* [Stored items]
▼
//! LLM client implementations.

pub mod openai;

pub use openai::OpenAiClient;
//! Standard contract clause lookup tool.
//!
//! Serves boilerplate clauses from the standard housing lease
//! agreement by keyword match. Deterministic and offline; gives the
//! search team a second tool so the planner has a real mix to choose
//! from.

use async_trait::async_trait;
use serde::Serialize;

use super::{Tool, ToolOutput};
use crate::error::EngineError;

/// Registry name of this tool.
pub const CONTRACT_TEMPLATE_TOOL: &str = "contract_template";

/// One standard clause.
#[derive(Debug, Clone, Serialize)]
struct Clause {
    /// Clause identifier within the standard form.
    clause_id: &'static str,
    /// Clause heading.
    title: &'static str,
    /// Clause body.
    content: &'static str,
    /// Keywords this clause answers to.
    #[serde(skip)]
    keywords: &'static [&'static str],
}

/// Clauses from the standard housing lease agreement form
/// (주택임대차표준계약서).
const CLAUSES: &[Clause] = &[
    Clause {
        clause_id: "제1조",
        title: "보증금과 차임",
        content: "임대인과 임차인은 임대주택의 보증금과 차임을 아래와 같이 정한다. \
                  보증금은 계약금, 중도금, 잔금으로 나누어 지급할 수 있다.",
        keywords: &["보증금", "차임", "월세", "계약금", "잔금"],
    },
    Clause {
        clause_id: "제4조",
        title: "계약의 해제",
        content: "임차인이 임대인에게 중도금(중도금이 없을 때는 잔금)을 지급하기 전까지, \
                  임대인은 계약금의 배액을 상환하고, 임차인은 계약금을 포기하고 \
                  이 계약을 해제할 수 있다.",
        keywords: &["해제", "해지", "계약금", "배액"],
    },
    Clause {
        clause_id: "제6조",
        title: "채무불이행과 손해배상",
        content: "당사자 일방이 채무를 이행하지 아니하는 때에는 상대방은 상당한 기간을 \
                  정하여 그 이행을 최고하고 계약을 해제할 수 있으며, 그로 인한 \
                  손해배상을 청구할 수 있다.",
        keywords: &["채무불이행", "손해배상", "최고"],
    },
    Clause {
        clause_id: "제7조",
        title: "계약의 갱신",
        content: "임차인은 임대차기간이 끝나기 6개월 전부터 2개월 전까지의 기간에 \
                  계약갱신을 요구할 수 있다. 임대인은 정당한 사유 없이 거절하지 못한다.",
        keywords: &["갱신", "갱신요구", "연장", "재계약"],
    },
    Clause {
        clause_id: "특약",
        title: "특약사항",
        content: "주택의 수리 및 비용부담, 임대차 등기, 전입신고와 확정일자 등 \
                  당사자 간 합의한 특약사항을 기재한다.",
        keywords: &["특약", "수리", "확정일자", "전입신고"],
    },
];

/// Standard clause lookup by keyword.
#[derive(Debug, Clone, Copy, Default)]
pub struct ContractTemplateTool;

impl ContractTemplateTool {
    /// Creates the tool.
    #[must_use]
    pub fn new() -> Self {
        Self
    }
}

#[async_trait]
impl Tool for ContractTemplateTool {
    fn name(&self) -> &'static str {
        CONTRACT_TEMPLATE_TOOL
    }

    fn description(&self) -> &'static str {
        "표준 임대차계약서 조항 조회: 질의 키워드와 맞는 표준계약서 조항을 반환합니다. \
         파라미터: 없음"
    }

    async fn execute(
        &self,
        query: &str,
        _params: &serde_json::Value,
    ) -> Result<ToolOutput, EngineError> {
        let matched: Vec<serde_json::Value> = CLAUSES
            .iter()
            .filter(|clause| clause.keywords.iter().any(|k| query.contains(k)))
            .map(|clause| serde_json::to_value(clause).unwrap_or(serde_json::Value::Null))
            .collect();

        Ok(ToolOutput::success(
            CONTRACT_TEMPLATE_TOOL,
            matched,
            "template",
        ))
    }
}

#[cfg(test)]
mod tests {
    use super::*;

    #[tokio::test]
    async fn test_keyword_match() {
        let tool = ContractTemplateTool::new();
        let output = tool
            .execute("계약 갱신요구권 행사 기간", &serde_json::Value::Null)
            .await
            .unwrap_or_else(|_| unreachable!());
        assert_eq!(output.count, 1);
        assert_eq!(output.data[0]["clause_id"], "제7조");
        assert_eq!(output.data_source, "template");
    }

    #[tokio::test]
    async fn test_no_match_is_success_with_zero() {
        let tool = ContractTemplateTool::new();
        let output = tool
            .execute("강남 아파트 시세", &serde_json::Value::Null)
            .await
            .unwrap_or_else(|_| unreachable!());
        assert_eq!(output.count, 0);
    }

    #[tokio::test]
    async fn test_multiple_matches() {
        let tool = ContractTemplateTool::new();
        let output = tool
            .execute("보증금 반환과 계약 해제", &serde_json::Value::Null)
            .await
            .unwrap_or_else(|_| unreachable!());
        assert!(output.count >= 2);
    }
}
▲
* [Task statement] Report each line in the entries where the string "임대인은" occurs.

* [Solution for this exercise]
                  임대인은 계약금의 배액을 상환하고, 임차인은 계약금을 포기하고 \
                  계약갱신을 요구할 수 있다. 임대인은 정당한 사유 없이 거절하지 못한다.",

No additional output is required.